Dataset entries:
★ ★ ★ ★ ★

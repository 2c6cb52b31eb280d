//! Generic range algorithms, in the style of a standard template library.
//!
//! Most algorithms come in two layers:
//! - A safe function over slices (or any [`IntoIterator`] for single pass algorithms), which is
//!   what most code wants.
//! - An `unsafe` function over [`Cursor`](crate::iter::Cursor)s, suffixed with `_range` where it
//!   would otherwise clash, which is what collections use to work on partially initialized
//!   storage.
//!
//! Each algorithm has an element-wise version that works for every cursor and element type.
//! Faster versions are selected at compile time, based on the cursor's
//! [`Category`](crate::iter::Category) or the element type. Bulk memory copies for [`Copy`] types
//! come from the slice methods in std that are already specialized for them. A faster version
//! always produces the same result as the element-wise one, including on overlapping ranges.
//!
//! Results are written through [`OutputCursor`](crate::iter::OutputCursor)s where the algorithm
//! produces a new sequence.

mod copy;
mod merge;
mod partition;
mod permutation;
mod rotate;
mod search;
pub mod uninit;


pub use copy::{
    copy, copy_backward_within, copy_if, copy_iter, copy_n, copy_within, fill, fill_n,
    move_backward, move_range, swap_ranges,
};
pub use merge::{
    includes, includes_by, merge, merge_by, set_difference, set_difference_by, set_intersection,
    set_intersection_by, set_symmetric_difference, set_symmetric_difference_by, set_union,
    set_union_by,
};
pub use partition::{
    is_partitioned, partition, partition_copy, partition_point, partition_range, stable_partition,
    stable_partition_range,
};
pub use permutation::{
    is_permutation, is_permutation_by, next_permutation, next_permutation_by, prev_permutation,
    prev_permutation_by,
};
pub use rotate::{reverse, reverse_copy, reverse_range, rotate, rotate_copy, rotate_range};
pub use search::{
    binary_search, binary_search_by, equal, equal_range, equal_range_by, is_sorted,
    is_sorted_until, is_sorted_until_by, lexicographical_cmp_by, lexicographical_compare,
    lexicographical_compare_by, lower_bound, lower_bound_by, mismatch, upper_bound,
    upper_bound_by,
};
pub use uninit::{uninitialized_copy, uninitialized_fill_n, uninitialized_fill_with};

★ ★ ★ ★ ★

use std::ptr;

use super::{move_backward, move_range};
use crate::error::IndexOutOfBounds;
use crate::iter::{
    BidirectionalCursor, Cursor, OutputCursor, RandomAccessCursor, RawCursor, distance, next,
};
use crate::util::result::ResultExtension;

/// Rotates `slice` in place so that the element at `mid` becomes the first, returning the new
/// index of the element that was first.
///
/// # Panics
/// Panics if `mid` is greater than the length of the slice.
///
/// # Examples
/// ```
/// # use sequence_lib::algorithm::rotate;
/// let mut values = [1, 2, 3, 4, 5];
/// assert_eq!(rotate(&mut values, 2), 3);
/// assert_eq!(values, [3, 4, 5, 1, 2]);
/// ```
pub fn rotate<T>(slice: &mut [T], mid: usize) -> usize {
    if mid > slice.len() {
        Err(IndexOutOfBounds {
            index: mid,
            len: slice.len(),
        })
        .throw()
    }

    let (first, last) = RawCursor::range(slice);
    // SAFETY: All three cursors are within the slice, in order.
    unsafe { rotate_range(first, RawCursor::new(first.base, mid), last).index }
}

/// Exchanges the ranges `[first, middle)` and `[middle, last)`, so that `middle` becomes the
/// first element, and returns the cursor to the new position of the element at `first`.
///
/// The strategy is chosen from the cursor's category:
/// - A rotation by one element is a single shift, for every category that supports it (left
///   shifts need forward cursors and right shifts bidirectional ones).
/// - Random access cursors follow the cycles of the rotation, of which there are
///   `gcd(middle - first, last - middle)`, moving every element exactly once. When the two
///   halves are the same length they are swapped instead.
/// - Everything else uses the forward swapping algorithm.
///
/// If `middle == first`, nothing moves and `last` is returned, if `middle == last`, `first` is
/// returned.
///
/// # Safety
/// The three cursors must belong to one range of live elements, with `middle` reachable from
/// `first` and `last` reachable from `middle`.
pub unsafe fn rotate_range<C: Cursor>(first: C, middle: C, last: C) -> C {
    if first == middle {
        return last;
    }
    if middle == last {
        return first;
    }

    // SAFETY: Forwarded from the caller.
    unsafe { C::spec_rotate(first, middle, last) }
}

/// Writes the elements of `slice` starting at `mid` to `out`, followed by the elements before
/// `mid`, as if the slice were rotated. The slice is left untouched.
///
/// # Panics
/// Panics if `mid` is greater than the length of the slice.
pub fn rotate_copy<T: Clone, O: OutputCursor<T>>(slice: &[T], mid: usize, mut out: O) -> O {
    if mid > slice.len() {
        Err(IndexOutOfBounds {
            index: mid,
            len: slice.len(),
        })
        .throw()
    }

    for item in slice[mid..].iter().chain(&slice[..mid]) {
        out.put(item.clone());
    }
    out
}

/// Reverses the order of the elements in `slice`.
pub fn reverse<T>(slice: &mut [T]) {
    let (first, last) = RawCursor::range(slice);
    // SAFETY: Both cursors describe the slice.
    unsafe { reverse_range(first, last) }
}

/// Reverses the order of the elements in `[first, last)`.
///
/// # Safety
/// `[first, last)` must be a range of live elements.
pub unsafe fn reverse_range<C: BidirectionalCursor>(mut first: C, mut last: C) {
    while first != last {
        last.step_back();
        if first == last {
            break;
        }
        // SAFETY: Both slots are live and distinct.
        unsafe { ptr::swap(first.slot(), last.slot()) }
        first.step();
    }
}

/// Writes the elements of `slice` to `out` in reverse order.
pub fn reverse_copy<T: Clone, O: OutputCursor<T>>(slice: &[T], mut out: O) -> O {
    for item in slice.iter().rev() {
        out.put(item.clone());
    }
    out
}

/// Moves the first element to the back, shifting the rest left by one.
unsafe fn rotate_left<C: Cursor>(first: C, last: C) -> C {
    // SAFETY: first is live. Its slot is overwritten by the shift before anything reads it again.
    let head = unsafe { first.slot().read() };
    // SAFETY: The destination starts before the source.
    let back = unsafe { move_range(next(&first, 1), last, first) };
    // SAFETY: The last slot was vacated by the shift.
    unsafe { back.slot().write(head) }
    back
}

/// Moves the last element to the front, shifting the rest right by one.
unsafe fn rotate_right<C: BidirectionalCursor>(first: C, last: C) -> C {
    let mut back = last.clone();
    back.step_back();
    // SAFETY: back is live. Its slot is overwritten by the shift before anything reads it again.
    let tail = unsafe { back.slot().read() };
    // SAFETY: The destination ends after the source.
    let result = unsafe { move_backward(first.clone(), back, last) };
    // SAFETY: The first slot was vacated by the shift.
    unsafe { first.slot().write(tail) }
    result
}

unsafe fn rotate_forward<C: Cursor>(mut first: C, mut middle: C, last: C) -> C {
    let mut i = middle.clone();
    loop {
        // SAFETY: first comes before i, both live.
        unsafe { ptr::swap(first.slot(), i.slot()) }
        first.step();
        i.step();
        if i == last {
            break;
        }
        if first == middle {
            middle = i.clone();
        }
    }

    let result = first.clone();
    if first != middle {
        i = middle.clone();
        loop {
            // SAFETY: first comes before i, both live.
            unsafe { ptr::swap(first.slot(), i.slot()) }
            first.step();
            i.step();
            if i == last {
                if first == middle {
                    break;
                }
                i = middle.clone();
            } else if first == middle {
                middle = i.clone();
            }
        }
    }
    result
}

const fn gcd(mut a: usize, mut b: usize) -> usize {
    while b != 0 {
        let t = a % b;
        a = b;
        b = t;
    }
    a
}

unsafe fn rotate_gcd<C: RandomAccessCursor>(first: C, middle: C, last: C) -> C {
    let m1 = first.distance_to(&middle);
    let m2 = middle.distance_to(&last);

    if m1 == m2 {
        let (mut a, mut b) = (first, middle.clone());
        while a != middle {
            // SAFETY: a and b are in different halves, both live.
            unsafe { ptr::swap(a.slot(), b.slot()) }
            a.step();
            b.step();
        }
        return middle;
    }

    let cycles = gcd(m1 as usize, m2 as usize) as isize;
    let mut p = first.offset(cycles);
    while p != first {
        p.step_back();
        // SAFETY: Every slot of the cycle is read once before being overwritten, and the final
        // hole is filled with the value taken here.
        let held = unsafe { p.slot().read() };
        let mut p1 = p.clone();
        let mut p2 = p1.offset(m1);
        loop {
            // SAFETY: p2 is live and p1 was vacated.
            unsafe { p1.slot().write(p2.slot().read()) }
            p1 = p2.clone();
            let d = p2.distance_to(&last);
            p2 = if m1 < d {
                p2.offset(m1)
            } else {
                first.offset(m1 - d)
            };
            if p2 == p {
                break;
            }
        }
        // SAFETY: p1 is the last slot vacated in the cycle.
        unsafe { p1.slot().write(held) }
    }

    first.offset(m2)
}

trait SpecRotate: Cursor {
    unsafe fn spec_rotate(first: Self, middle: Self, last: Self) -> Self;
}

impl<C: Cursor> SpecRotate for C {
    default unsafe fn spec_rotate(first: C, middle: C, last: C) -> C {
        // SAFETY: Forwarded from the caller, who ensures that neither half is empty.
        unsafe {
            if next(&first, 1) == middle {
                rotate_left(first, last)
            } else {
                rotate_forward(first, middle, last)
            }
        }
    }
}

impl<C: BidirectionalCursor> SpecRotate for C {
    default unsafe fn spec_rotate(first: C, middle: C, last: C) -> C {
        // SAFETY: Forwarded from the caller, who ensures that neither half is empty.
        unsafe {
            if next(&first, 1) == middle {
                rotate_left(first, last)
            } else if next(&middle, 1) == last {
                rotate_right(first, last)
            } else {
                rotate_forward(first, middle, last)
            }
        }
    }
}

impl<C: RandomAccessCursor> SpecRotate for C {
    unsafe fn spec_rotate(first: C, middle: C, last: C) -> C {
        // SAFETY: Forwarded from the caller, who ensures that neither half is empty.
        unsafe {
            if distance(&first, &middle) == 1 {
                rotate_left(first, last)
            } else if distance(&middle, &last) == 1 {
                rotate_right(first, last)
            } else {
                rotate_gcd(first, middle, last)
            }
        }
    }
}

★ ★ ★ ★ ★

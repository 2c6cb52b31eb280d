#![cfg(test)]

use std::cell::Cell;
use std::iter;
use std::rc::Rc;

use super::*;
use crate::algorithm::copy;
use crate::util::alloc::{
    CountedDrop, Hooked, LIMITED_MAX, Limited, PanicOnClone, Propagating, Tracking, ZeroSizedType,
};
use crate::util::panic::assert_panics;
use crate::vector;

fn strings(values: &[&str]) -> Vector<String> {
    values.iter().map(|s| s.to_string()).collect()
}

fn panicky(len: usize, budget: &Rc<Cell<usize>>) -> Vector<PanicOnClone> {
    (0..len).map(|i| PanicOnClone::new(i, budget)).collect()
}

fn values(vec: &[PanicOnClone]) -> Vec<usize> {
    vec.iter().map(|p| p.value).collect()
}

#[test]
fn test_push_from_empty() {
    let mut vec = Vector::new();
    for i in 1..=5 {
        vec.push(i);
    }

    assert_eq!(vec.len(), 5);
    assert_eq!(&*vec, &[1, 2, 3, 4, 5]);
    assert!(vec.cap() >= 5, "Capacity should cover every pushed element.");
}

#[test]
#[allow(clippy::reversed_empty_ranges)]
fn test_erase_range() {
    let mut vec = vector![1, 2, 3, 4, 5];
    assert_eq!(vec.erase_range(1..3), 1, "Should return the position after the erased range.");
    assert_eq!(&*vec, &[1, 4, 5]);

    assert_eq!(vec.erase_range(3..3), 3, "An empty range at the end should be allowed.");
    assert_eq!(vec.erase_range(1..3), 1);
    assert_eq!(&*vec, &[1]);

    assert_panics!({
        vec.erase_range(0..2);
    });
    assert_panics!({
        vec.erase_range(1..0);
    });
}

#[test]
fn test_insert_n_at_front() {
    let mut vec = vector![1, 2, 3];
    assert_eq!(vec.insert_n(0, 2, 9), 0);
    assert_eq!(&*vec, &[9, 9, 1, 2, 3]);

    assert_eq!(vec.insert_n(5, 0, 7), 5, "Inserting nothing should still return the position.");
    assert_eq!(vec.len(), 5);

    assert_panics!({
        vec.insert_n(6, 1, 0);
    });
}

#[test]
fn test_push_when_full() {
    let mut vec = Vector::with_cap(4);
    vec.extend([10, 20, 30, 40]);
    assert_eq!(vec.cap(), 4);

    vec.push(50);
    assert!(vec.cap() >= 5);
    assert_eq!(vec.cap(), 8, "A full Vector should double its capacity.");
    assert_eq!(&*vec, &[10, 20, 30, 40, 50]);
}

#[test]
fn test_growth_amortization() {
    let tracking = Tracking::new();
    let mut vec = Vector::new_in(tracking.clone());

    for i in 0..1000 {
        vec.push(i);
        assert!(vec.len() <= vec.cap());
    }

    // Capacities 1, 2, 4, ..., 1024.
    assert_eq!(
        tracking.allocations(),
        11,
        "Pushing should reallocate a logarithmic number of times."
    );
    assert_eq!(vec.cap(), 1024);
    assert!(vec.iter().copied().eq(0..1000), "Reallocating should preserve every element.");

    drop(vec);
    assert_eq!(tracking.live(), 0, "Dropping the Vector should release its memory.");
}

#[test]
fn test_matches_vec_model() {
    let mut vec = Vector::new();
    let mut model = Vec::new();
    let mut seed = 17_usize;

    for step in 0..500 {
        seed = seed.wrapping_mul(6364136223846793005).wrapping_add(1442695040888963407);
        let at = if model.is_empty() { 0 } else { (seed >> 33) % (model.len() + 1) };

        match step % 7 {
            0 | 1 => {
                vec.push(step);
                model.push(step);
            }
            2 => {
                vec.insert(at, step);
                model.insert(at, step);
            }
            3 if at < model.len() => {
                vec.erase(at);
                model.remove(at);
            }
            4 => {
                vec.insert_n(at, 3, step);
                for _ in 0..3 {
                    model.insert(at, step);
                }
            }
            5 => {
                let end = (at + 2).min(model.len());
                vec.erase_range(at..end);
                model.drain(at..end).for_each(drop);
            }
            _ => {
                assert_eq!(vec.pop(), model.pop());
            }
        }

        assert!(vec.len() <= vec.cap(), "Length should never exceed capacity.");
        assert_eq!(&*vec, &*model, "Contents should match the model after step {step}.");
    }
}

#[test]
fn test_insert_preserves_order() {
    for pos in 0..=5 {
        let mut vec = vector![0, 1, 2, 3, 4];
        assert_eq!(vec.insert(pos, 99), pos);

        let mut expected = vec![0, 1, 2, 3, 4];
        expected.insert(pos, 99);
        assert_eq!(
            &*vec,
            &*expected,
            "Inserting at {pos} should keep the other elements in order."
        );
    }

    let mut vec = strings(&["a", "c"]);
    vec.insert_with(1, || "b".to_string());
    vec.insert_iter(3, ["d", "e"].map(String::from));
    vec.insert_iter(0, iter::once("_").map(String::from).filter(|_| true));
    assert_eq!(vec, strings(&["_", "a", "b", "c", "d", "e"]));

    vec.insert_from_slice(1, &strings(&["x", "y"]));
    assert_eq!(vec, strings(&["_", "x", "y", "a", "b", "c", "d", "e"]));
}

★ ★ ★ ★ ★

=== What the task asks ===
The required answer is the run of lines above, starting at the line with "(0..len).map(|i| PanicOnClone::new(i, budget)).collect()" and ending at the line with "assert!(vec.cap() >= 5);", reproduced exactly with both ends.

=== Written solution ===
    (0..len).map(|i| PanicOnClone::new(i, budget)).collect()
}

fn values(vec: &[PanicOnClone]) -> Vec<usize> {
    vec.iter().map(|p| p.value).collect()
}

#[test]
fn test_push_from_empty() {
    let mut vec = Vector::new();
    for i in 1..=5 {
        vec.push(i);
    }

    assert_eq!(vec.len(), 5);
    assert_eq!(&*vec, &[1, 2, 3, 4, 5]);
    assert!(vec.cap() >= 5, "Capacity should cover every pushed element.");
}

#[test]
#[allow(clippy::reversed_empty_ranges)]
fn test_erase_range() {
    let mut vec = vector![1, 2, 3, 4, 5];
    assert_eq!(vec.erase_range(1..3), 1, "Should return the position after the erased range.");
    assert_eq!(&*vec, &[1, 4, 5]);

    assert_eq!(vec.erase_range(3..3), 3, "An empty range at the end should be allowed.");
    assert_eq!(vec.erase_range(1..3), 1);
    assert_eq!(&*vec, &[1]);

    assert_panics!({
        vec.erase_range(0..2);
    });
    assert_panics!({
        vec.erase_range(1..0);
    });
}

#[test]
fn test_insert_n_at_front() {
    let mut vec = vector![1, 2, 3];
    assert_eq!(vec.insert_n(0, 2, 9), 0);
    assert_eq!(&*vec, &[9, 9, 1, 2, 3]);

    assert_eq!(vec.insert_n(5, 0, 7), 5, "Inserting nothing should still return the position.");
    assert_eq!(vec.len(), 5);

    assert_panics!({
        vec.insert_n(6, 1, 0);
    });
}

#[test]
fn test_push_when_full() {
    let mut vec = Vector::with_cap(4);
    vec.extend([10, 20, 30, 40]);
    assert_eq!(vec.cap(), 4);

    vec.push(50);
    assert!(vec.cap() >= 5);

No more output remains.